Friday, Sep. 01, 1967

Rush to Juarez

It is not a particularly nice place to visit, but the whole point of Juarez, Mexico, is that you don't have to live there. Juarez courts will grant anyone a divorce regardless of where he or she actually lives. Last week the renowned divorce mill was grinding away at an unprecedented rate. All available court personnel had been pulled off regular duty and thrown into the pool typing up decrees. One busy court handled 240 divorces in two hours. At week's end, the total granted since Aug. 1 had reached 4,000, compared with the average 1,000 for a normal month.

The reason for the rush was that New York State was trying to simplify things. In an attempt to modernize the most archaic divorce law in the U.S. (adultery only), the New York legislature last year rewrote the statute to include such flexible grounds as cruel and inhuman treatment and separation for two years. But having made divorce easier at home, it added a murky section that seemed to imply that quickie out-of-state divorces will no longer be recognized. The section will not take effect until Sept. 1, and the approaching deadline was what had everyone going south.

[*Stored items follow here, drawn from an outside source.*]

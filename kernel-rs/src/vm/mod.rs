//! Address spaces, demand paging and swap.
//!
//! An address space is sized from its executable's NOFF header (code +
//! initialized data + uninitialized data + stack, rounded up to pages) and
//! starts with every page invalid and unassigned. Pages materialize on
//! demand when the machine faults on them:
//!
//! * a page that was evicted comes back from the process's private swap
//!   file, at `vpn * PAGE_SIZE`;
//! * a page inside the code or initialized-data segment is re-read from
//!   the executable;
//! * anything else (stack, bss) is zero-filled.
//!
//! When no frame is free the core map names a strict-LRU victim; eviction
//! writes the page to swap if it is dirty or has never been swapped, frees
//! the frame, and marks the owner's page-table entry `InSwap`. Each virtual
//! page is therefore in exactly one of three states: never assigned, in
//! swap, or registered in the core map under one frame.
//!
//! The TLB is a cache of the running space's page table. Refill picks its
//! slot round-robin and writes the displaced entry back into the page
//! table first, so use and dirty bits survive. On a context switch
//! `save_state`/`restore_state` do the same wholesale.

use std::sync::Arc;

use crate::{
    error::KernelError,
    file::OpenFile,
    machine::{Machine, PhysPage, PteFlags, TranslationEntry},
    noff::NoffHeader,
    param::{
        div_round_up, NEXT_PC_REG, NUM_TOTAL_REGS, PAGE_SIZE, PC_REG, STACK_REG, TLB_SIZE,
        USER_STACK_SIZE,
    },
    proc::KernelCtx,
    synch::Spinlock,
};

mod coremap;

pub use self::coremap::{CoreEntry, CoreMap};

struct SpaceInner {
    page_table: Vec<TranslationEntry>,
    /// Pages that have ever been written to the swap file. A clean page
    /// that is already in swap need not be written again on eviction.
    swapped: Vec<bool>,
}

pub struct AddressSpace {
    asid: usize,
    num_pages: usize,
    noff: NoffHeader,
    /// The executable, kept open so clean pages can be re-read.
    exe: Arc<OpenFile>,
    /// Private backing store for evicted pages.
    swap: Arc<OpenFile>,
    swap_path: String,
    inner: Spinlock<SpaceInner>,
}

impl AddressSpace {
    /// Build an address space for the program in `exe`, creating its swap
    /// file in the file system. A stale swap file with the same name is
    /// removed first.
    pub fn new(ctx: &KernelCtx<'_>, exe: Arc<OpenFile>) -> Result<Arc<Self>, KernelError> {
        let fs = ctx.kernel().fs();
        // Give the executable back should anything below fail.
        let exe = scopeguard::guard(exe, |exe| fs.close(ctx, &exe));
        let noff = NoffHeader::read_from(ctx, &exe)?;
        let size = noff.memory_size() + USER_STACK_SIZE;
        let num_pages = div_round_up(size, PAGE_SIZE);
        let asid = ctx.kernel().next_asid();
        log::debug!(
            "address space {}: {} pages ({} bytes)",
            asid,
            num_pages,
            num_pages * PAGE_SIZE
        );

        let swap_path = format!("/swap.{}", asid);
        let _ = fs.remove(ctx, &swap_path);
        fs.create(ctx, &swap_path, (num_pages * PAGE_SIZE) as u32)?;
        let swap = fs.open(ctx, &swap_path)?;
        let exe = scopeguard::ScopeGuard::into_inner(exe);

        let page_table = (0..num_pages)
            .map(|vpn| TranslationEntry {
                vpn: vpn as u32,
                page: PhysPage::NotAssigned,
                flags: PteFlags::empty(),
            })
            .collect();

        Ok(Arc::new(Self {
            asid,
            num_pages,
            noff,
            exe,
            swap,
            swap_path,
            inner: Spinlock::new(
                "address space",
                SpaceInner {
                    page_table,
                    swapped: vec![false; num_pages],
                },
            ),
        }))
    }

    pub fn asid(&self) -> usize {
        self.asid
    }

    pub fn num_pages(&self) -> usize {
        self.num_pages
    }

    pub fn page_entry(&self, vpn: u32) -> TranslationEntry {
        self.inner.lock().page_table[vpn as usize]
    }

    /// Set up the user register state for entering the program: PC at 0,
    /// stack at the top of the space with a little slack.
    pub fn init_registers(&self, ctx: &KernelCtx<'_>) {
        let machine = ctx.kernel().machine();
        for reg in 0..NUM_TOTAL_REGS {
            machine.write_register(reg, 0);
        }
        machine.write_register(PC_REG, 0);
        machine.write_register(NEXT_PC_REG, 4);
        machine.write_register(STACK_REG, (self.num_pages * PAGE_SIZE - 16) as u32);
    }

    /// Pull the live TLB back into the page table on a context switch, so
    /// use and dirty bits are not lost, and leave the TLB empty.
    pub fn save_state(&self, machine: &Machine) {
        let mut inner = self.inner.lock();
        for slot in 0..TLB_SIZE {
            let entry = machine.tlb_entry(slot);
            if entry.is_valid() && (entry.vpn as usize) < self.num_pages {
                inner.page_table[entry.vpn as usize] = entry;
            }
        }
        drop(inner);
        machine.invalidate_tlb();
    }

    /// Load the page table into the TLB the machine consults. Only the
    /// first few valid entries fit; the rest fault back in on demand.
    pub fn restore_state(&self, machine: &Machine) {
        machine.invalidate_tlb();
        let inner = self.inner.lock();
        let mut slot = 0;
        for entry in inner.page_table.iter() {
            if slot >= TLB_SIZE {
                break;
            }
            if entry.is_valid() {
                machine.set_tlb_entry(slot, *entry);
                slot += 1;
            }
        }
    }

    fn load_from_swap(&self, ctx: &KernelCtx<'_>, vpn: u32, frame: u32) {
        log::debug!("space {}: page {} back from swap into {}", self.asid, vpn, frame);
        let mut buf = [0u8; PAGE_SIZE];
        let read = self.swap.read_at(ctx, &mut buf, vpn * PAGE_SIZE as u32);
        assert_eq!(read, PAGE_SIZE, "swap file too short");
        ctx.kernel().machine().write_frame(frame, &buf);
        let mut inner = self.inner.lock();
        let entry = &mut inner.page_table[vpn as usize];
        entry.page = PhysPage::Frame(frame);
        entry.flags = PteFlags::VALID;
    }

    /// First touch of a page: pull code and initialized data out of the
    /// executable, zero-fill everything else.
    fn load_from_exe(&self, ctx: &KernelCtx<'_>, vpn: u32, frame: u32) {
        let vaddr = vpn * PAGE_SIZE as u32;
        let machine = ctx.kernel().machine();
        machine.zero_frame(frame);
        let in_file = if self.noff.code.contains(vaddr) {
            Some(self.noff.code.in_file_addr + (vaddr - self.noff.code.virtual_addr))
        } else if self.noff.init_data.contains(vaddr) {
            Some(self.noff.init_data.in_file_addr + (vaddr - self.noff.init_data.virtual_addr))
        } else {
            None
        };
        if let Some(offset) = in_file {
            log::debug!("space {}: page {} from executable into {}", self.asid, vpn, frame);
            let mut buf = [0u8; PAGE_SIZE];
            let read = self.exe.read_at(ctx, &mut buf, offset);
            machine.write_frame(frame, &buf[..read]);
        } else {
            log::debug!("space {}: page {} zero-filled into {}", self.asid, vpn, frame);
        }
        let mut inner = self.inner.lock();
        let entry = &mut inner.page_table[vpn as usize];
        entry.page = PhysPage::Frame(frame);
        entry.flags = PteFlags::VALID;
    }

    /// Evict `vpn`: write it to swap when required, release its frame and
    /// mark the page `InSwap`.
    pub fn save_page(&self, ctx: &KernelCtx<'_>, vpn: u32) {
        let machine = ctx.kernel().machine();
        let index = vpn as usize;

        // When the victim belongs to the running thread, the machine TLB
        // may hold fresher state bits than the page table; pull them back
        // and drop the slot.
        let is_current = match ctx.thread().space() {
            Some(space) => space.asid == self.asid,
            None => false,
        };
        if is_current {
            for slot in 0..TLB_SIZE {
                let entry = machine.tlb_entry(slot);
                if entry.is_valid() && entry.vpn == vpn {
                    self.inner.lock().page_table[index] = entry;
                    machine.set_tlb_entry(slot, TranslationEntry::invalid());
                    break;
                }
            }
        }

        let (frame, dirty, never_swapped) = {
            let inner = self.inner.lock();
            let entry = inner.page_table[index];
            let frame = entry
                .page
                .frame()
                .expect("save_page: page is not resident");
            (frame, entry.is_dirty(), !inner.swapped[index])
        };

        if dirty || never_swapped {
            log::debug!("space {}: page {} out to swap", self.asid, vpn);
            let mut buf = [0u8; PAGE_SIZE];
            machine.read_frame(frame, &mut buf);
            let written = self.swap.write_at(ctx, &buf, vpn * PAGE_SIZE as u32);
            assert_eq!(written, PAGE_SIZE, "swap file too short");
            self.inner.lock().swapped[index] = true;
        }

        ctx.kernel().frames().lock().clear(frame);
        machine.zero_frame(frame);
        let mut inner = self.inner.lock();
        let entry = &mut inner.page_table[index];
        entry.flags = PteFlags::empty();
        entry.page = PhysPage::InSwap;
    }

    /// Tear the space down: free its frames, drop its core map entries,
    /// close and remove its swap file, close the executable.
    pub fn destroy(&self, ctx: &KernelCtx<'_>) {
        log::debug!("address space {}: destroying {} pages", self.asid, self.num_pages);
        let frames: Vec<u32> = {
            let inner = self.inner.lock();
            inner
                .page_table
                .iter()
                .filter_map(|e| e.page.frame())
                .collect()
        };
        {
            let mut frame_map = ctx.kernel().frames().lock();
            for frame in frames {
                frame_map.clear(frame);
            }
        }
        ctx.kernel().coremap().lock().clean_space(self.asid);
        let fs = ctx.kernel().fs();
        fs.close(ctx, &self.swap);
        fs.close(ctx, &self.exe);
        let _ = fs.remove(ctx, &self.swap_path);
    }
}

/// Service a page fault for the current thread at `vaddr`.
pub fn handle_page_fault(ctx: &KernelCtx<'_>, vaddr: u32) -> Result<(), KernelError> {
    let space = ctx.thread().space().ok_or(KernelError::BadPath)?;
    update_tlb(ctx, &space, vaddr / PAGE_SIZE as u32)
}

/// Make `vpn` resident and install it in the TLB, round-robin. The entry
/// displaced from the chosen slot is written back into the page table
/// first. The frame is touched in the core map.
pub fn update_tlb(
    ctx: &KernelCtx<'_>,
    space: &Arc<AddressSpace>,
    vpn: u32,
) -> Result<(), KernelError> {
    if vpn as usize >= space.num_pages {
        log::warn!("space {}: fault past end of space at vpn {}", space.asid, vpn);
        return Err(KernelError::BadPath);
    }
    load_page(ctx, space, vpn)?;

    let machine = ctx.kernel().machine();
    let slot = machine.next_tlb_victim();
    let displaced = machine.tlb_entry(slot);
    if displaced.is_valid() && (displaced.vpn as usize) < space.num_pages {
        space.inner.lock().page_table[displaced.vpn as usize] = displaced;
    }
    let entry = space.page_entry(vpn);
    machine.set_tlb_entry(slot, entry);
    if let PhysPage::Frame(frame) = entry.page {
        ctx.kernel().coremap().lock().access(frame);
    }
    Ok(())
}

/// Make `vpn` resident, evicting somebody else's page when memory is full,
/// and register the (space, vpn, frame) triple in the core map.
fn load_page(
    ctx: &KernelCtx<'_>,
    space: &Arc<AddressSpace>,
    vpn: u32,
) -> Result<(), KernelError> {
    if space.page_entry(vpn).is_valid() {
        return Ok(());
    }

    let frame = ctx.kernel().frames().lock().find();
    let frame = match frame {
        Some(frame) => frame,
        None => {
            free_victim_frame(ctx);
            ctx.kernel()
                .frames()
                .lock()
                .find()
                .expect("no frame after eviction")
        }
    };

    let in_swap = space.page_entry(vpn).page == PhysPage::InSwap;
    if in_swap {
        space.load_from_swap(ctx, vpn, frame);
    } else {
        space.load_from_exe(ctx, vpn, frame);
    }
    ctx.kernel().coremap().lock().store(space, vpn, frame);
    Ok(())
}

/// Evict the least recently used frame in the system.
pub(crate) fn free_victim_frame(ctx: &KernelCtx<'_>) {
    let victim = ctx.kernel().coremap().lock().take_victim();
    match victim {
        Some(entry) => {
            log::debug!(
                "evicting vpn {} of space {} from frame {}",
                entry.vpn,
                entry.space.asid(),
                entry.frame
            );
            entry.space.save_page(ctx, entry.vpn);
        }
        None => panic!("out of physical memory with an empty core map"),
    }
}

Maybe there was no reason for it. Samuel Fredman, secretary of the New York City Bar Association's matrimonial-law committee, does not think that the new statute will affect Mexican divorces. "Juarez has no domicile requirement," he explains. "So the section is actually irrelevant." It will not even have any force against quickie-divorce states like Nevada, contends Mrs. Stanley Kooper, another lawyer. "The U.S. Constitution says you have to give full faith and credit to other states," she points out. "That goes for any law, including divorce laws."